Горох действительно не хвастался, когда говорил Жёлудю, что, если понадобится, он может быстро бегать. Вырвавшись из замка Шишака, он всё время мчался впереди своего друга, не чуя земли под ногами. Жёлудь отставал, но, не желая показаться слабым, доказывал:
— Тебе хорошо… А у меня тетрадь падает… Чернила проливаются… Перо из-за уха выскакивает…
А Горох всё удалялся и удалялся. И когда в траве скрылся даже его торчащий вихор, сын Дуба не выдержал и закричал:
— От-дох-нём!
— Нельзя, уже светает! — ответил Горошек и припустился ещё пуще.
Но как ни спешили друзья, небо на востоке всё светлело и светлело. Первые лучи солнца золотили плывущие по небосводу облачка и медленно опускались на землю.
Вдруг вверху какая-то птица захлопала крыльями и так громко защебетала, что Горох от испуга семь раз перевернулся через голову и покатился в траву.
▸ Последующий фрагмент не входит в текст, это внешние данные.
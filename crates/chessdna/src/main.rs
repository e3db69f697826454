mod config;

use anyhow::Context;
use chessdna_analysis::settings::{default_engine_path, DEFAULT_MAX_PLIES, DEFAULT_TIME_PER_MOVE};
use chessdna_analysis::{analyze_pgn_text, pgn_info, preview_games, AnalysisSettings, ClampWarnings};
use clap::{Args, Parser, Subcommand};
use config::{timeout_from_secs, ChessDnaConfig};
use std::io::Read;
use tracing::{info, warn};
use tracing_subscriber::EnvFilter;

/// Games listed by `pgninfo` in text mode.
const PREVIEW_LIMIT: usize = 200;

#[derive(Parser)]
#[command(name = "chessdna")]
#[command(version)]
#[command(about = "Centipawn loss and accuracy reports for PGN games")]
struct Cli {
    #[command(subcommand)]
    command: Commands,
}

#[derive(Subcommand)]
enum Commands {
    /// Analyze games and write a JSON report
    Analyze(AnalyzeArgs),
    /// Count games and plies in a PGN file
    Pgninfo(PgnInfoArgs),
}

#[derive(Args, Debug)]
struct AnalyzeArgs {
    /// PGN file, or `-` for stdin
    #[arg(long)]
    pgn: String,
    /// UCI engine binary; an empty value disables evaluation
    #[arg(long)]
    engine: Option<String>,
    /// Seconds per search (0.01 to 1.0)
    #[arg(long = "t", alias = "time-per-move")]
    time_per_move: Option<f64>,
    /// Maximum plies analyzed per game (10 to 800)
    #[arg(long)]
    max_plies: Option<i64>,
    /// Report on this player (exact White/Black tag match)
    #[arg(long)]
    player: Option<String>,
    /// Kill the engine after this many seconds without output
    #[arg(long)]
    hard_timeout: Option<f64>,
    /// Output file, or `-` for stdout
    #[arg(long, default_value = "-")]
    out: String,
}

#[derive(Args, Debug)]
struct PgnInfoArgs {
    /// PGN file, or `-` for stdin
    #[arg(long)]
    pgn: String,
    /// Print JSON instead of text
    #[arg(long)]
    json: bool,
}

fn main() -> anyhow::Result<()> {
    tracing_subscriber::fmt()
        .with_env_filter(
            EnvFilter::try_from_default_env().unwrap_or_else(|_| EnvFilter::new("info")),
        )
        .with_writer(std::io::stderr)
        .init();

    let cli = Cli::parse();
    match cli.command {
        Commands::Analyze(args) => run_analyze(args),
        Commands::Pgninfo(args) => run_pgninfo(args),
    }
}

fn run_analyze(args: AnalyzeArgs) -> anyhow::Result<()> {
    let config = ChessDnaConfig::load().context("Failed to load chessdna.toml")?;
    let (settings, warnings) = build_settings(&args, config);
    if !warnings.is_empty() {
        warn!("{}", warnings);
    }

    let pgn = read_input(&args.pgn)?;
    info!(
        engine = settings.engine_path(),
        time_per_move = settings.time_per_move(),
        max_plies = settings.max_plies(),
        "starting analysis"
    );
    let report = analyze_pgn_text(&pgn, &settings)?;

    let json = serde_json::to_string_pretty(&report)?;
    write_output(&args.out, &json)?;
    info!(games = report.games.len(), "analysis complete");
    Ok(())
}

/// Merge flags over the config file over built-in defaults, then clamp.
fn build_settings(args: &AnalyzeArgs, config: ChessDnaConfig) -> (AnalysisSettings, ClampWarnings) {
    let requested_time = args
        .time_per_move
        .or(config.time_per_move)
        .unwrap_or(DEFAULT_TIME_PER_MOVE);
    let requested_plies = args
        .max_plies
        .or(config.max_plies)
        .unwrap_or(i64::from(DEFAULT_MAX_PLIES));
    let engine = args
        .engine
        .clone()
        .or(config.engine_path)
        .unwrap_or_else(default_engine_path);
    let player = args.player.clone().or(config.player);
    let hard_timeout = args
        .hard_timeout
        .or(config.hard_timeout_secs)
        .and_then(timeout_from_secs);

    let settings = AnalysisSettings::new(engine)
        .with_time_per_move(requested_time)
        .with_max_plies(requested_plies)
        .with_player(player.as_deref().map(str::trim))
        .with_hard_timeout(hard_timeout);
    let warnings = ClampWarnings::compare(requested_time, requested_plies, &settings);
    (settings, warnings)
}

fn run_pgninfo(args: PgnInfoArgs) -> anyhow::Result<()> {
    let pgn = read_input(&args.pgn)?;
    let summary = pgn_info(&pgn);

    if args.json {
        println!("{}", serde_json::to_string(&summary)?);
        return Ok(());
    }

    println!("games: {}", summary.games);
    if let (Some(min), Some(max), Some(avg)) =
        (summary.plies_min, summary.plies_max, summary.plies_avg)
    {
        println!("plies: min {} / max {} / avg {:.1}", min, max, avg);
    }
    for game in preview_games(&pgn, PREVIEW_LIMIT) {
        println!(
            "{:>4}  {} - {}  {}  {}  {}",
            game.index + 1,
            game.white,
            game.black,
            game.result,
            game.date,
            game.event
        );
    }
    Ok(())
}

fn read_input(source: &str) -> anyhow::Result<String> {
    if source == "-" {
        let mut text = String::new();
        std::io::stdin()
            .read_to_string(&mut text)
            .context("Failed to read PGN from stdin")?;
        Ok(text)
    } else {
        std::fs::read_to_string(source)
            .with_context(|| format!("Failed to read PGN file {}", source))
    }
}

fn write_output(target: &str, content: &str) -> anyhow::Result<()> {
    if target == "-" {
        println!("{}", content);
        Ok(())
    } else {
        std::fs::write(target, content)
            .with_context(|| format!("Failed to write report to {}", target))
    }
}

#[cfg(test)]
mod tests {
    use super::*;
    use clap::CommandFactory;
    use std::time::Duration;

    fn analyze_args(argv: &[&str]) -> AnalyzeArgs {
        let mut full = vec!["chessdna", "analyze"];
        full.extend_from_slice(argv);
        match Cli::try_parse_from(full).unwrap().command {
            Commands::Analyze(args) => args,
            Commands::Pgninfo(_) => panic!("Expected analyze"),
        }
    }

    #[test]
    fn test_cli_definition_is_valid() {
        Cli::command().debug_assert();
    }

    #[test]
    fn test_version_flag() {
        let err = Cli::try_parse_from(["chessdna", "--version"]).err().unwrap();
        assert_eq!(err.kind(), clap::error::ErrorKind::DisplayVersion);
        assert!(err.render().to_string().contains("chessdna 0.1.0"));
    }

    #[test]
    fn test_parse_analyze_flags() {
        let args = analyze_args(&[
            "--pgn",
            "games.pgn",
            "--engine",
            "/opt/sf",
            "--t",
            "0.3",
            "--max-plies",
            "120",
            "--player",
            "Magnus",
            "--out",
            "report.json",
        ]);

        assert_eq!(args.pgn, "games.pgn");
        assert_eq!(args.engine.as_deref(), Some("/opt/sf"));
        assert_eq!(args.time_per_move, Some(0.3));
        assert_eq!(args.max_plies, Some(120));
        assert_eq!(args.player.as_deref(), Some("Magnus"));
        assert_eq!(args.out, "report.json");
    }

    #[test]
    fn test_analyze_defaults_to_stdout() {
        let args = analyze_args(&["--pgn", "-"]);
        assert_eq!(args.out, "-");
        assert_eq!(args.engine, None);
    }

    #[test]
    fn test_analyze_requires_pgn() {
        assert!(Cli::try_parse_from(["chessdna", "analyze"]).is_err());
    }

    #[test]
    fn test_parse_pgninfo() {
        let cli = Cli::try_parse_from(["chessdna", "pgninfo", "--pgn", "t.pgn", "--json"]).unwrap();
        match cli.command {
            Commands::Pgninfo(args) => {
                assert_eq!(args.pgn, "t.pgn");
                assert!(args.json);
            }
            Commands::Analyze(_) => panic!("Expected pgninfo"),
        }
    }

    #[test]
    fn test_flags_override_config() {
        let args = analyze_args(&["--pgn", "g.pgn", "--t", "0.5", "--player", " Bob "]);
        let config = ChessDnaConfig {
            engine_path: Some("/from/config".to_string()),
            time_per_move: Some(0.1),
            max_plies: Some(50),
            player: Some("Alice".to_string()),
            hard_timeout_secs: Some(10.0),
        };

        let (settings, warnings) = build_settings(&args, config);
        assert_eq!(settings.engine_path(), "/from/config");
        assert_eq!(settings.time_per_move(), 0.5);
        assert_eq!(settings.max_plies(), 50);
        assert_eq!(settings.player_name(), Some("Bob"));
        assert_eq!(settings.hard_timeout(), Some(Duration::from_secs(10)));
        assert!(warnings.is_empty());
    }

    #[test]
    fn test_out_of_range_flags_are_clamped_with_warnings() {
        let args = analyze_args(&["--pgn", "g.pgn", "--t", "999", "--max-plies", "999999"]);
        let (settings, warnings) = build_settings(&args, ChessDnaConfig::default());

        assert_eq!(settings.time_per_move(), 1.0);
        assert_eq!(settings.max_plies(), 800);
        assert_eq!(warnings.time_per_move, Some((999.0, 1.0)));
        assert_eq!(warnings.max_plies, Some((999_999, 800)));
    }

    #[test]
    fn test_empty_engine_flag_is_kept() {
        let args = analyze_args(&["--pgn", "g.pgn", "--engine", ""]);
        let (settings, _) = build_settings(&args, ChessDnaConfig::default());
        assert_eq!(settings.engine_path(), "");
    }

    #[test]
    fn test_blank_player_means_none() {
        let args = analyze_args(&["--pgn", "g.pgn", "--player", "   "]);
        let (settings, _) = build_settings(&args, ChessDnaConfig::default());
        assert_eq!(settings.player_name(), None);
    }

    #[test]
    fn test_write_and_read_files() {
        let dir = tempfile::tempdir().unwrap();
        let path = dir.path().join("report.json");
        let path = path.to_str().unwrap();

        write_output(path, "{}").unwrap();
        assert_eq!(read_input(path).unwrap(), "{}");
        assert!(read_input("/no/such/file.pgn").is_err());
    }
}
Птиц он боялся смертельно.
Споткнувшись о него, растянулся и Жёлудь.
— Делай что хочешь, только не клюй! — обхватив руками голову, вертелся Горох.
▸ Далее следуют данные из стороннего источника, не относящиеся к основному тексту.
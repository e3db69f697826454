//! Replays a parsed game ply by ply.

use crate::pgn::ParsedGame;
use serde::{Deserialize, Serialize};
use shakmaty::fen::Fen;
use shakmaty::san::SanPlus;
use shakmaty::{CastlingMode, Chess, Color, Position};
use std::fmt;
use tracing::debug;

/// The side that made a move.
#[derive(Debug, Clone, Copy, PartialEq, Eq, Hash, Serialize, Deserialize)]
#[serde(rename_all = "lowercase")]
pub enum Side {
    White,
    Black,
}

impl From<Color> for Side {
    fn from(color: Color) -> Self {
        match color {
            Color::White => Side::White,
            Color::Black => Side::Black,
        }
    }
}

impl fmt::Display for Side {
    fn fmt(&self, f: &mut fmt::Formatter<'_>) -> fmt::Result {
        match self {
            Side::White => write!(f, "white"),
            Side::Black => write!(f, "black"),
        }
    }
}

/// One half-move, described from the position before it was played.
#[derive(Debug, Clone, PartialEq, Eq)]
pub struct WalkedPly {
    /// 1-based index within the game.
    pub ply: u32,
    pub side: Side,
    /// Standard algebraic notation, including `+` or `#`.
    pub san: String,
    /// Coordinate notation as sent to the engine (`e2e4`, `e7e8q`, `e1g1`).
    pub uci: String,
}

/// Parse the position a game starts from.
///
/// `None` means the standard initial position. Returns `None` for a FEN that
/// does not describe a legal standard-chess position.
pub fn start_position(fen: Option<&str>) -> Option<Chess> {
    let Some(text) = fen else {
        return Some(Chess::default());
    };
    let parsed: Fen = match text.parse() {
        Ok(fen) => fen,
        Err(e) => {
            debug!(fen = text, "unparseable FEN: {}", e);
            return None;
        }
    };
    match parsed.into_position::<Chess>(CastlingMode::Standard) {
        Ok(pos) => Some(pos),
        Err(e) => {
            debug!(fen = text, "illegal start position: {}", e);
            None
        }
    }
}

/// Replay the mainline of `game`, yielding at most `max_plies` plies.
///
/// The walk ends early, without error, at the first move that is not legal
/// in the current position or when the start position cannot be built.
pub fn walk_game(game: &ParsedGame, max_plies: usize) -> Vec<WalkedPly> {
    let mut plies = Vec::new();
    if max_plies == 0 {
        return plies;
    }
    let Some(mut pos) = start_position(game.start_fen()) else {
        return plies;
    };

    for san_plus in &game.sans {
        if plies.len() >= max_plies {
            break;
        }
        let m = match san_plus.san.to_move(&pos) {
            Ok(m) => m,
            Err(e) => {
                debug!(ply = plies.len() + 1, "walk stopped at {}: {}", san_plus, e);
                break;
            }
        };

        let side = Side::from(pos.turn());
        let uci = m.to_uci(CastlingMode::Standard).to_string();
        let san = SanPlus::from_move_and_play_unchecked(&mut pos, m).to_string();

        plies.push(WalkedPly {
            ply: plies.len() as u32 + 1,
            side,
            san,
            uci,
        });
    }

    plies
}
— Я… не… птица… — не в силах отдышаться, проговорил Жёлудь. — Не бойся…
Солнце, глянув краешком глаза на землю, не выдержало и улыбнулось. В чистом поле, сунув голову под листок, лежал храбрый Горох, не побоявшийся забраться в спальню Шишака, и дрожал от страха перед маленьким, щебечущим в поднебесье Жаворонком. Рядом с Горохом, не дыша, валялся другой смельчак Жёлудь, который не раз похвалялся, что ему ничего не стоит обскакать весь мир на одной ножке.
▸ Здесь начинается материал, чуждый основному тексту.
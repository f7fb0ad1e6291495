//! Per-node endpoints.

use std::collections::BTreeMap;
use std::sync::Arc;

use axum::extract::{Path, State};
use axum::http::StatusCode;
use axum::Json;
use serde::Deserialize;

use garage_control::{ActionOptions, NodeId, NodeStatus};

use crate::error::ApiError;
use crate::state::GatewayState;

/// Optional body for single-node start and stop.
#[derive(Debug, Default, Deserialize)]
pub struct NodeActionBody {
    /// Action options.
    #[serde(default)]
    pub options: ActionOptions,
}

/// State of every node with a controller.
///
/// # Errors
///
/// Returns `404` for an unknown cluster.
pub async fn list_nodes(
    State(state): State<Arc<GatewayState>>,
    Path(cluster): Path<String>,
) -> Result<Json<BTreeMap<String, NodeStatus>>, ApiError> {
    let cluster = state.manager.cluster(&cluster)?;
    Ok(Json(cluster.node_statuses()))
}

/// State of one node. Nodes never started are `UNPROVISIONED`.
///
/// # Errors
///
/// Returns `404` for an unknown cluster and `400` for a malformed node id.
pub async fn get_node(
    State(state): State<Arc<GatewayState>>,
    Path((cluster, node)): Path<(String, String)>,
) -> Result<Json<NodeStatus>, ApiError> {
    let cluster = state.manager.cluster(&cluster)?;
    let id = parse_node(node)?;
    Ok(Json(cluster.node(id).info()))
}

/// Start one node.
///
/// # Errors
///
/// Returns `404` for an unknown cluster or the node's failure.
pub async fn start_node(
    State(state): State<Arc<GatewayState>>,
    Path((cluster, node)): Path<(String, String)>,
    body: Option<Json<NodeActionBody>>,
) -> Result<StatusCode, ApiError> {
    let cluster = state.manager.cluster(&cluster)?;
    let Json(body) = body.unwrap_or_default();
    cluster.node(parse_node(node)?).start(body.options).await?;
    Ok(StatusCode::NO_CONTENT)
}

/// Stop one node.
///
/// # Errors
///
/// Returns `404` for an unknown cluster or the node's failure.
pub async fn stop_node(
    State(state): State<Arc<GatewayState>>,
    Path((cluster, node)): Path<(String, String)>,
    body: Option<Json<NodeActionBody>>,
) -> Result<StatusCode, ApiError> {
    let cluster = state.manager.cluster(&cluster)?;
    let Json(body) = body.unwrap_or_default();
    cluster.node(parse_node(node)?).stop(body.options).await?;
    Ok(StatusCode::NO_CONTENT)
}

fn parse_node(node: String) -> Result<NodeId, ApiError> {
    NodeId::new(node).map_err(|e| ApiError::BadRequest(format!("invalid node id: {e}")))
}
— Что ты дрожишь? — спросил он наконец.
— Тебе хорошо прятаться, ты продолговатый. А я — хоть стой, хоть падай отовсюду виден.
— Эта птица не опасна, она поёт гимн Солнцу, — успокаивал приятеля Жёлудь.
— А когда споёт и вздумает поесть?
— Она же видит, что мы с тобой мирные путники!
— А если забудет натощак? Слышишь, как она орёт? Пугает.
— Неправда, она радуется. На птичьем языке её песня означает вот что:
Чир-вир-вир,
Весной холодной
Деток вывела голодных,
Голобрюхих,
Голобрюхих,
На обочину…
Чир-вир-виру,
Летом в поле
Будет корму
Всем нам вволю
Только клюй-глотай,
Только клюй-глотай
Сколько хочется!..
— Если и детей ещё созовёт, тогда нам совсем конец, — продолжал трястись Горох.
— Раз уж ты такой трус, можешь возвращаться к Шишаку. У него в саду молочные реки текут, а он столько дней жаждой меня морил, каплю воды жалея.
— Не тебя одного, — вздохнул Горошек. — Я самого льва не испугаюсь, а птичку, пускай даже малюсенькую, боюсь до смерти. Что же будет в лесу?
— Не печалься, я сын леса: мне деревья не страшны! Встаём! — подбадривал Жёлудь друга.
— Встаём, — еле-еле пошевелил ногами Бегунок. — Мой отец тоже на пруте рос. Деревьев-то и я не боюсь. Гораздо страшнее те, которые сидят на них.
Хоть Горох и подбадривал себя, однако с каждым шагом всё больше отставал от товарища и поминутно оглядывался. А на опушке, услыхав гомон множества птиц, он побледнел и тихонько попросил:
— Может, ещё отдохнём?
— С удовольствием, — ответил Жёлудь, — Сядем, и я тебе расскажу, как однажды самого Ворона одолел. Знаешь, братец, я бы и с Орлом сразился, если б он не боялся меня.
Горошек хотел одёрнуть товарища, чтобы тот не слишком-то хвастался, но вдруг, откуда ни возьмись, на землю спрыгнул страшный зверь, схватил Жёлудя за шиворот и унёс на дерево.
— На помощь! — едва успел крикнуть Жёлудь и вместе со зверем исчез в дупле.
Как ни трусил Горох, как ни тряслись у него поджилки и как ни стучали зубы, однако бежать он не собирался. Надо было выручать друга, попавшего в беду.
Бегунок спрятался за листом и стал осторожно осматриваться. Страшный длиннохвостый зверь снова высунулся из дупла и куда-то ускакал. Это была Белка, но Горох не знал этого: он ведь никогда не видел белок. Через некоторое время чудовище снова вернулось в дупло, неся что-то в зубах.
«То, что она такая страшная и большая, — ещё полбеды, но как я доберусь до её дупла?» — размышлял Горошек, подыскивая себе оружие.
Наконец он схватил острую сосновую иглу и отправился на выручку друга.